Ayrıca büyük marketlerin yaygınlaşmasıyla kentliler artık kendi gıdalarını üretmekten vazgeçip, ticari
pazarlara yönlendirilmişlerdir. Bunun
sonucunda kentsel tarım bir gereksinim olarak kent sakinleri tarafından
uygulanmaktansa, rekreatif faaliyetler
şeklinde devam ettirilmiştir. Büyük
şehir parkları değişik tarımsal özelliklerle dönemin plancıları tarafından
tasarlanmıştır.
1893 yılında yaşanan ekonomik kriz
sonrası ortaya çıkan işsizlik ve yoksulluk, kentsel tarımın ekonomik yönlerini ön plana çıkarmıştır. Örneğin
1894 yılında Detroit belediye başkanı
Hazen S. Pingree tarafından uygulanan boş arazi değerlendirme
programı
kapsamında
“Potato
Patches” adlı kent bahçeleri şehir içi
alanlarda yer almıştır. İki yıl içerisinde
Detroit’ta yaşayan halkın yarısı çeşitli
büyüklükte ve genellikle kent çeperlerinde bulunan kent bahçelerinde
kendileri için gıda üretmeye başlamışlardır. Detroit tecrübesi hızlı bir
şekilde yayılarak diğer şehirlerde de
uygulamaya geçmiş, Philadelphia
halkı tarımdan gelen üretim fazlasını
pazarlara taşıma amacıyla “Vacant Lot
Cultivation Association” adlı bir tarım
derneği oluşturmuşlardır. 1898 yılında
46 kentli dergisi
“New York Association for Improving
the Condition of the Poor” tarafından
yayınlanan raporda söz konusu faaliyetlerin ABD’nin 19 şehrinde uygulandığı bildirilmiştir (Lawson, 2005).

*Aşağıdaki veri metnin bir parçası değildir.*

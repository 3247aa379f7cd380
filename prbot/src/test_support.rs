//! Shared fixtures for the unit tests: a recording platform fake, an
//! in-memory lock and GIF client, and context builders.

use crate::{
    api::ApiClient,
    config::Config,
    context::Context,
    database::memory::MemoryDatabase,
    database::store::{PullRequestStore, RepositoryStore},
    gif::GifClient,
    models::{
        CheckStatus, MergeStrategy, PullRequest, QaStatus, Repository, RepositoryPath,
        RepositoryRule, RuleAction, RuleCondition,
    },
    sync::SyncState,
    Result,
};
use async_trait::async_trait;
use chrono::Utc;
use github::{CheckConclusion, CheckRun, CommitStatusState, ReactionType, ReviewDecision};
use rsa::{
    pkcs1::EncodeRsaPublicKey,
    pkcs8::{EncodePrivateKey, LineEnding},
    RsaPrivateKey, RsaPublicKey,
};
use std::sync::{
    atomic::{AtomicU64, Ordering},
    Arc, Mutex,
};

pub use crate::lock::test_lock::MemoryLockClient;

#[derive(Clone, Debug, PartialEq)]
pub enum ApiCall {
    EnsureInstallation,
    GetRepository,
    GetPullRequest {
        number: u64,
    },
    GetCheckRuns,
    GetReviewDecision,
    Merge {
        commit_title: String,
        strategy: MergeStrategy,
    },
    GetLabels,
    AddLabels {
        labels: Vec<String>,
    },
    ReplaceLabels {
        labels: Vec<String>,
    },
    CreateComment {
        body: String,
    },
    UpdateComment {
        comment_id: u64,
        body: String,
    },
    AddReaction {
        comment_id: u64,
        reaction: ReactionType,
    },
    AddReviewers {
        reviewers: Vec<String>,
    },
    RemoveReviewers {
        reviewers: Vec<String>,
    },
    CreateCommitStatus {
        state: CommitStatusState,
        context: String,
        description: String,
    },
}

#[derive(Default)]
struct FakeApiState {
    pull_request: Option<github::PullRequest>,
    check_runs: Vec<CheckRun>,
    review_decision: Option<ReviewDecision>,
    labels: Vec<String>,
    merge_error: Option<String>,
    calls: Vec<ApiCall>,
}

/// Recording fake for the platform seam.
pub struct FakeApi {
    state: Mutex<FakeApiState>,
    next_comment_id: AtomicU64,
}

impl Default for FakeApi {
    fn default() -> Self {
        Self {
            state: Mutex::new(FakeApiState::default()),
            next_comment_id: AtomicU64::new(100),
        }
    }
}

impl FakeApi {
    pub fn set_pull_request(&self, pull_request: github::PullRequest) {
        self.state.lock().unwrap().pull_request = Some(pull_request);
    }

    pub fn set_check_runs(&self, check_runs: Vec<CheckRun>) {
        self.state.lock().unwrap().check_runs = check_runs;
    }

    pub fn set_review_decision(&self, decision: Option<ReviewDecision>) {
        self.state.lock().unwrap().review_decision = decision;
    }

    pub fn set_labels(&self, labels: Vec<String>) {
        self.state.lock().unwrap().labels = labels;
    }

    pub fn fail_next_merge(&self, message: &str) {
        self.state.lock().unwrap().merge_error = Some(message.to_owned());
    }

    pub fn calls(&self) -> Vec<ApiCall> {
        self.state.lock().unwrap().calls.clone()
    }

    pub fn created_comments(&self) -> Vec<String> {
        self.calls()
            .into_iter()
            .filter_map(|call| match call {
                ApiCall::CreateComment { body } => Some(body),
                _ => None,
            })
            .collect()
    }

    pub fn updated_comments(&self) -> Vec<u64> {
        self.calls()
            .into_iter()
            .filter_map(|call| match call {
                ApiCall::UpdateComment { comment_id, .. } => Some(comment_id),
                _ => None,
            })
            .collect()
    }

    pub fn reactions(&self) -> Vec<(u64, ReactionType)> {
        self.calls()
            .into_iter()
            .filter_map(|call| match call {
                ApiCall::AddReaction {
                    comment_id,
                    reaction,
                } => Some((comment_id, reaction)),
                _ => None,
            })
            .collect()
    }

    pub fn merges(&self) -> Vec<(String, MergeStrategy)> {
        self.calls()
            .into_iter()
            .filter_map(|call| match call {
                ApiCall::Merge {
                    commit_title,
                    strategy,
                } => Some((commit_title, strategy)),
                _ => None,
            })
            .collect()
    }

    pub fn replaced_labels(&self) -> Vec<Vec<String>> {
        self.calls()
            .into_iter()
            .filter_map(|call| match call {
                ApiCall::ReplaceLabels { labels } => Some(labels),
                _ => None,
            })
            .collect()
    }

    pub fn commit_statuses(&self) -> Vec<(CommitStatusState, String)> {
        self.calls()
            .into_iter()
            .filter_map(|call| match call {
                ApiCall::CreateCommitStatus {
                    state, description, ..
                } => Some((state, description)),
                _ => None,
            })
            .collect()
    }

    fn record(&self, call: ApiCall) {
        self.state.lock().unwrap().calls.push(call);
    }
}

#[async_trait]
impl ApiClient for FakeApi {
    async fn ensure_installation(&self, _owner: &str, _name: &str) -> Result<()> {
        self.record(ApiCall::EnsureInstallation);
        Ok(())
    }

    async fn repository(&self, owner: &str, name: &str) -> Result<github::Repository> {
        self.record(ApiCall::GetRepository);
        Ok(github::Repository {
            name: name.to_owned(),
            full_name: format!("{}/{}", owner, name),
            owner: github::User {
                login: owner.to_owned(),
            },
        })
    }

    async fn pull_request(
        &self,
        _owner: &str,
        _name: &str,
        number: u64,
    ) -> Result<github::PullRequest> {
        self.record(ApiCall::GetPullRequest { number });
        self.state
            .lock()
            .unwrap()
            .pull_request
            .clone()
            .ok_or_else(|| "no upstream pull request configured in FakeApi".into())
    }

    async fn check_runs(&self, _owner: &str, _name: &str, _sha: &str) -> Result<Vec<CheckRun>> {
        self.record(ApiCall::GetCheckRuns);
        Ok(self.state.lock().unwrap().check_runs.clone())
    }

    async fn review_decision(
        &self,
        _owner: &str,
        _name: &str,
        _number: u64,
    ) -> Result<Option<ReviewDecision>> {
        self.record(ApiCall::GetReviewDecision);
        Ok(self.state.lock().unwrap().review_decision)
    }

    async fn merge_pull_request(
        &self,
        _owner: &str,
        _name: &str,
        _number: u64,
        commit_title: &str,
        _commit_message: &str,
        strategy: MergeStrategy,
    ) -> Result<()> {
        self.record(ApiCall::Merge {
            commit_title: commit_title.to_owned(),
            strategy,
        });

        let error = self.state.lock().unwrap().merge_error.take();
        match error {
            Some(message) => Err(message.into()),
            None => Ok(()),
        }
    }

    async fn labels(&self, _owner: &str, _name: &str, _number: u64) -> Result<Vec<String>> {
        self.record(ApiCall::GetLabels);
        Ok(self.state.lock().unwrap().labels.clone())
    }

    async fn add_labels(
        &self,
        _owner: &str,
        _name: &str,
        _number: u64,
        labels: &[String],
    ) -> Result<()> {
        self.record(ApiCall::AddLabels {
            labels: labels.to_vec(),
        });
        Ok(())
    }

    async fn replace_labels(
        &self,
        _owner: &str,
        _name: &str,
        _number: u64,
        labels: &[String],
    ) -> Result<()> {
        self.record(ApiCall::ReplaceLabels {
            labels: labels.to_vec(),
        });
        self.state.lock().unwrap().labels = labels.to_vec();
        Ok(())
    }

    async fn create_comment(
        &self,
        _owner: &str,
        _name: &str,
        _number: u64,
        body: &str,
    ) -> Result<u64> {
        self.record(ApiCall::CreateComment {
            body: body.to_owned(),
        });
        Ok(self.next_comment_id.fetch_add(1, Ordering::SeqCst))
    }

    async fn update_comment(
        &self,
        _owner: &str,
        _name: &str,
        comment_id: u64,
        body: &str,
    ) -> Result<u64> {
        self.record(ApiCall::UpdateComment {
            comment_id,
            body: body.to_owned(),
        });
        Ok(comment_id)
    }

    async fn add_reaction(
        &self,
        _owner: &str,
        _name: &str,
        comment_id: u64,
        reaction: ReactionType,
    ) -> Result<()> {
        self.record(ApiCall::AddReaction {
            comment_id,
            reaction,
        });
        Ok(())
    }

    async fn add_reviewers(
        &self,
        _owner: &str,
        _name: &str,
        _number: u64,
        reviewers: &[String],
    ) -> Result<()> {
        self.record(ApiCall::AddReviewers {
            reviewers: reviewers.to_vec(),
        });
        Ok(())
    }

    async fn remove_reviewers(
        &self,
        _owner: &str,
        _name: &str,
        _number: u64,
        reviewers: &[String],
    ) -> Result<()> {
        self.record(ApiCall::RemoveReviewers {
            reviewers: reviewers.to_vec(),
        });
        Ok(())
    }

    async fn create_commit_status(
        &self,
        _owner: &str,
        _name: &str,
        _sha: &str,
        state: CommitStatusState,
        context: &str,
        description: &str,
    ) -> Result<()> {
        self.record(ApiCall::CreateCommitStatus {
            state,
            context: context.to_owned(),
            description: description.to_owned(),
        });
        Ok(())
    }
}

#[derive(Default)]
pub struct FakeGif {
    result: Mutex<Option<String>>,
    queries: Mutex<Vec<String>>,
}

impl FakeGif {
    pub fn set_result(&self, result: Option<String>) {
        *self.result.lock().unwrap() = result;
    }

    pub fn queries(&self) -> Vec<String> {
        self.queries.lock().unwrap().clone()
    }
}

#[async_trait]
impl GifClient for FakeGif {
    async fn query_first_match(&self, query: &str) -> Result<Option<String>> {
        self.queries.lock().unwrap().push(query.to_owned());
        Ok(self.result.lock().unwrap().clone())
    }
}

pub struct TestContext {
    pub api: Arc<FakeApi>,
    pub lock: Arc<MemoryLockClient>,
    pub gif: Arc<FakeGif>,
}

pub fn test_config() -> Config {
    Config {
        bot_nickname: "bot".to_owned(),
        database_url: String::new(),
        lock_url: String::new(),
        tenor_key: String::new(),
        log_level: "info".to_owned(),
        github_webhook_secret: "test-secret".to_owned(),
        github_personal_token: "test-token".to_owned(),
        github_app_client_id: String::new(),
        github_app_private_key: String::new(),
        server_ip: "127.0.0.1".to_owned(),
        server_port: 8000,
    }
}

/// Build a context wired to fakes, returning the fakes for assertions.
pub fn test_context() -> (Context, TestContext) {
    let api = Arc::new(FakeApi::default());
    let lock = Arc::new(MemoryLockClient::default());
    let gif = Arc::new(FakeGif::default());
    let db = Arc::new(MemoryDatabase::new());

    let ctx = Context {
        config: test_config(),
        api: api.clone(),
        lock: lock.clone(),
        gif: gif.clone(),
        repository_store: db.clone(),
        pull_request_store: db.clone(),
        merge_rule_store: db.clone(),
        repository_rule_store: db.clone(),
        external_account_store: db.clone(),
        external_account_right_store: db.clone(),
    };

    (ctx, TestContext { api, lock, gif })
}

pub async fn seed_pull_request(ctx: &Context) {
    let repository = Repository::new("owner", "name");
    ctx.repository_store
        .create(repository.clone())
        .await
        .unwrap();
    ctx.pull_request_store
        .create(PullRequest::new(repository.path(), 1))
        .await
        .unwrap();
}

pub fn upstream_pull_request(author: &str, head: &str, base: &str) -> github::PullRequest {
    github::PullRequest {
        number: 1,
        title: "Add feature".to_owned(),
        body: None,
        user: github::User {
            login: author.to_owned(),
        },
        draft: false,
        head: github::PullRequestBranch {
            branch: head.to_owned(),
            sha: "abcdef".to_owned(),
        },
        base: github::PullRequestBranch {
            branch: base.to_owned(),
            sha: "123456".to_owned(),
        },
        labels: vec![],
        requested_reviewers: vec![],
        merged: Some(false),
        mergeable: Some(true),
    }
}

pub fn pull_request_rule(
    name: &str,
    conditions: Vec<RuleCondition>,
    actions: Vec<RuleAction>,
) -> RepositoryRule {
    RepositoryRule {
        repository_path: RepositoryPath::new("owner", "name"),
        name: name.to_owned(),
        conditions,
        actions,
    }
}

pub fn check_run_success() -> CheckRun {
    CheckRun {
        id: 1,
        name: "ci".to_owned(),
        head_sha: "abcdef".to_owned(),
        status: github::CheckStatus::Completed,
        conclusion: Some(CheckConclusion::Success),
        started_at: Utc::now(),
        completed_at: Some(Utc::now()),
    }
}

/// A fully green sync state for owner/name#1.
pub fn sync_state_stub() -> SyncState {
    SyncState {
        owner: "owner".to_owned(),
        name: "name".to_owned(),
        number: 1,
        status_comment_id: 0,
        check_status: CheckStatus::Pass,
        check_url: "https://github.com/owner/name/pull/1/checks".to_owned(),
        qa_status: QaStatus::Pass,
        rules: vec![],
        review_decision: Some(ReviewDecision::Approved),
        title: "Add feature".to_owned(),
        title_regex: String::new(),
        valid_pr_title: true,
        locked: false,
        wip: false,
        automerge: false,
        mergeable: true,
        merged: false,
        merge_strategy: MergeStrategy::Merge,
        head_sha: "abcdef".to_owned(),
    }
}

/// Fresh RSA keypair in PEM form. 2048 bits keeps tests fast.
pub fn test_rsa_keypair() -> (String, String) {
    let mut rng = rand::thread_rng();
    let private_key = RsaPrivateKey::new(&mut rng, 2048).unwrap();
    let public_key = RsaPublicKey::from(&private_key);

    (
        private_key
            .to_pkcs8_pem(LineEnding::LF)
            .unwrap()
            .to_string(),
        public_key.to_pkcs1_pem(LineEnding::LF).unwrap(),
    )
}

Ayrıca bu çalışmalar, kent tarımını
dünya savaşları ve “Büyük Bunalım”
sırasında harekete geçirmek için
halk arasında temel oluşturmuştur
(Hodgson ve diğerleri, 2011).
Birinci ve ikinci dünya savaşları süresince yaşanan gıda kıtlığına karşı ve
ayrıca Amerika halkına moral desteği
vermek üzere hükümetin kentsel
ve kırsal alanlarda tarımı desteklemesi sonucu “savaş bahçeleri” veya
“savunmak için gıda bahçeleri” olarak
da bilinen “zafer bahçeleri” ilk kez
ortaya çıkmıştır (Vitiello ve diğerleri,
2011). 1930’lı yıllarda “zafer bahçeleri” ve “bunalım bahçeleri”, Büyük
Bunalım döneminde devletin uyguladığı en kapsamlı kentsel tarım çalışmaları olarak nitelendirilen kurtarma
programlarının bir parçası olmuştur.
1943 yılında özel bahçeler, çatılar,
kent parkları ve boş arazi dahil olmak
üzere, ülke çapında 20 milyonun
üzeri kent bahçesi oluşturulmuştur.
Bu sayıda kent bahçesi 9-10 milyon
tona yakın, ülkenin yıllık sebze ve
meyve üretiminin % 41’i kadar sebze
ve meyve üretmiştir (Reinhardt,
t.y.). Belirli sayıda “zafer bahçesi”
bugün hala korunmaktadır. Örneğin
“Boston’s Fenway Victory Gardens”
olarak bilinen ve geçmişte 2 bin
500 aile tarafından kullanılan bahçe,
bugün 500 parsellik bir kent bahçesi
olarak yüksek kesime hizmet vermektedir (Kaufman ve Bailkey, 2000).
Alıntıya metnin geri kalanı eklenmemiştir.